The family home of a renowned gynaecologist who spent his formative years in Angus and whose work was described as “one of the great medical advances of the 20th century” has been marked with a prestigious blue plaque.
Professor Chassar Moir was born in Montrose in 1900 and attended Montrose Academy.
He went on to read medicine at Edinburgh University at the age of 17, becoming a Fellow of the Royal Colleges of Surgeons (FRCS) in 1926 and later, Fellow of the Royal College of Obstetricians and Gynaecologists.
He gained experience at various hospitals around Edinburgh and later as a GP in Redhill, Surrey.
Family and friends gathered for the unveiling of the plaque by his son, John Moir, at 11 Chadlington Road, Oxford.
Prof Moir died in 1977 and his family linked up with the Oxfordshire Blue Plaques Board to erect the tribute at the house where he lived between 1938 and 1957.
Tribute was given by David Barlow, Nuffield Professor of Obstetrics and Gynaecology Emeritus whilst John’s sister, Jane, added a family perspective.
In 1932 Professor Moir took up a research post at University College Hospital, London.
He had long been interested in the potential of ergot, a rye grass fungus, for stemming haemorrhages after childbirth, the cause of many deaths.
He collaborated with the biochemist Harold Ward Dudley and they developed the fast-working drug Ergometrine which has saved countless lives.
The Lancet recorded in his obituary “it was one of the great medical advances of the 20th century and was a true gift to world medicine”.
Prof Moir made further significant improvements in the field, introducing an improved nitrous oxide apparatus to relieve pain in childbirth and pioneering the use of X-rays.
A renowned operative surgeon, he developed techniques for the repair of debilitating birth injuries.
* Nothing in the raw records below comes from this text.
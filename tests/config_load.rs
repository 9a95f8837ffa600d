// tests/config_load.rs
use std::{env, fs};

use timeline_digest::config::digest::{Driver, Provider, Strategy, ENV_DIGEST_CONFIG_PATH, ENV_TEST_MODE};
use timeline_digest::pipeline::Pipeline;
use timeline_digest::DigestConfig;

#[serial_test::serial]
#[test]
fn default_uses_env_then_fallbacks() {
    // Isolate CWD so the repo's own config/ is not picked up.
    let old = env::current_dir().unwrap();
    let tmp = tempfile::tempdir().unwrap();
    env::set_current_dir(tmp.path()).unwrap();
    env::remove_var(ENV_DIGEST_CONFIG_PATH);

    // 1) Nothing on disk -> built-in defaults
    let cfg = DigestConfig::load_default().unwrap();
    assert_eq!(cfg.timeline.account, "financialjuice");
    assert_eq!(cfg.timeline.lookback_hours, 24);
    assert_eq!(cfg.output.timezone, "Europe/Zurich");

    // 2) Fallback ./config/digest.toml
    fs::create_dir_all(tmp.path().join("config")).unwrap();
    fs::write(
        tmp.path().join("config/digest.toml"),
        "[timeline]\naccount = \"@MarketNews\"\nlookback_hours = 6\n",
    )
    .unwrap();
    let cfg = DigestConfig::load_default().unwrap();
    assert_eq!(cfg.timeline.account, "MarketNews");
    assert_eq!(cfg.timeline.lookback_hours, 6);

    // 3) Env path wins
    let p_env = tmp.path().join("other.toml");
    fs::write(&p_env, "[summary]\nprovider = \"openai\"\nstrategy = \"chunked\"\n").unwrap();
    env::set_var(ENV_DIGEST_CONFIG_PATH, &p_env);
    let cfg = DigestConfig::load_default().unwrap();
    assert_eq!(cfg.summary.provider, Provider::OpenAi);
    assert_eq!(cfg.summary.strategy, Strategy::Chunked);
    assert_eq!(cfg.timeline.lookback_hours, 24);

    // 4) Env path pointing nowhere is an error, not a silent fallback
    env::set_var(ENV_DIGEST_CONFIG_PATH, tmp.path().join("missing.toml"));
    assert!(DigestConfig::load_default().is_err());

    env::remove_var(ENV_DIGEST_CONFIG_PATH);
    env::set_current_dir(old).unwrap();
}

#[serial_test::serial]
#[test]
fn invalid_values_are_rejected() {
    let tmp = tempfile::tempdir().unwrap();
    let p = tmp.path().join("bad.toml");

    fs::write(&p, "[output]\ntimezone = \"Mars/Olympus\"\n").unwrap();
    let err = DigestConfig::load_from_file(&p).unwrap_err();
    assert!(format!("{err:#}").contains("Mars/Olympus"));

    fs::write(&p, "[timeline]\nlookback_hours = 0\n").unwrap();
    assert!(DigestConfig::load_from_file(&p).is_err());

    fs::write(&p, "[browser]\ndriver = \"fixture\"\n").unwrap();
    assert!(DigestConfig::load_from_file(&p).is_err());

    fs::write(&p, "[summary]\ntimeout_secs = 0\n").unwrap();
    let err = DigestConfig::load_from_file(&p).unwrap_err();
    assert!(err.to_string().contains("timeout_secs"));

    fs::write(&p, "[browser]\nscroll_wait_ms = 0\n").unwrap();
    let err = DigestConfig::load_from_file(&p).unwrap_err();
    assert!(err.to_string().contains("scroll_wait_ms"));
}

#[serial_test::serial]
#[test]
fn api_key_comes_from_environment_only_when_asked() {
    env::remove_var(ENV_TEST_MODE);
    let mut cfg = DigestConfig::default();
    assert_eq!(cfg.summary.api_key, "ENV");

    env::set_var("GOOGLE_API_KEY", "  g-key  ");
    assert_eq!(cfg.summary.resolve_api_key().as_deref(), Some("g-key"));

    env::remove_var("GOOGLE_API_KEY");
    assert_eq!(cfg.summary.resolve_api_key(), None);

    cfg.summary.provider = Provider::OpenAi;
    env::set_var("OPENAI_API_KEY", "o-key");
    assert_eq!(cfg.summary.resolve_api_key().as_deref(), Some("o-key"));
    assert_eq!(cfg.summary.model(), "gpt-4o-mini");
    env::remove_var("OPENAI_API_KEY");
}

#[serial_test::serial]
#[test]
fn test_mode_forces_the_mock_backend() {
    env::set_var(ENV_TEST_MODE, "mock");
    let cfg = DigestConfig::default();
    assert_eq!(cfg.summary.effective_provider(), Provider::Mock);
    assert_eq!(cfg.summary.resolve_api_key().as_deref(), Some("mock"));
    env::remove_var(ENV_TEST_MODE);
    assert_eq!(cfg.summary.effective_provider(), Provider::Gemini);
}

#[serial_test::serial]
#[test]
fn fixture_driver_is_wired_from_config() {
    let tmp = tempfile::tempdir().unwrap();
    let p = tmp.path().join("digest.toml");
    let fixture = concat!(env!("CARGO_MANIFEST_DIR"), "/tests/fixtures/timeline.json");
    fs::write(
        &p,
        format!("[browser]\ndriver = \"fixture\"\nfixture_path = \"{fixture}\"\n[summary]\nprovider = \"mock\"\n"),
    )
    .unwrap();
    let cfg = DigestConfig::load_from_file(&p).unwrap();
    assert_eq!(cfg.browser.driver, Driver::Fixture);
    assert!(Pipeline::from_config(cfg).is_ok());
}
In 1937 he was appointed first Nuffield Professor of Obstetrics and Gynaecology at the University of Oxford and was in charge of the newly expanded Nuffield Maternity Home at the hospital.
After the outbreak of war he arranged for a maternity unit to be set up at Ruskin College premises when the infirmary was overwhelmed by pregnant refugees arriving in Oxford from London.
He instituted a flying-squad service to be sent out to attend critical home deliveries.
He received many honorary degrees from British and overseas universities and was awarded a CBE in 1961. In retirement he moved to Charlbury.
He would travel up to London to work in an honorary capacity almost until the time of his death.
His funeral service was held in Charlbury and he was buried in the family lair at Sleepyhillock Cemetery, Montrose.
Commenting on the plaque his daughter, Priscilla, said it was a “splendid honour” to her father.
She added: “He was absolutely devoted to his work.”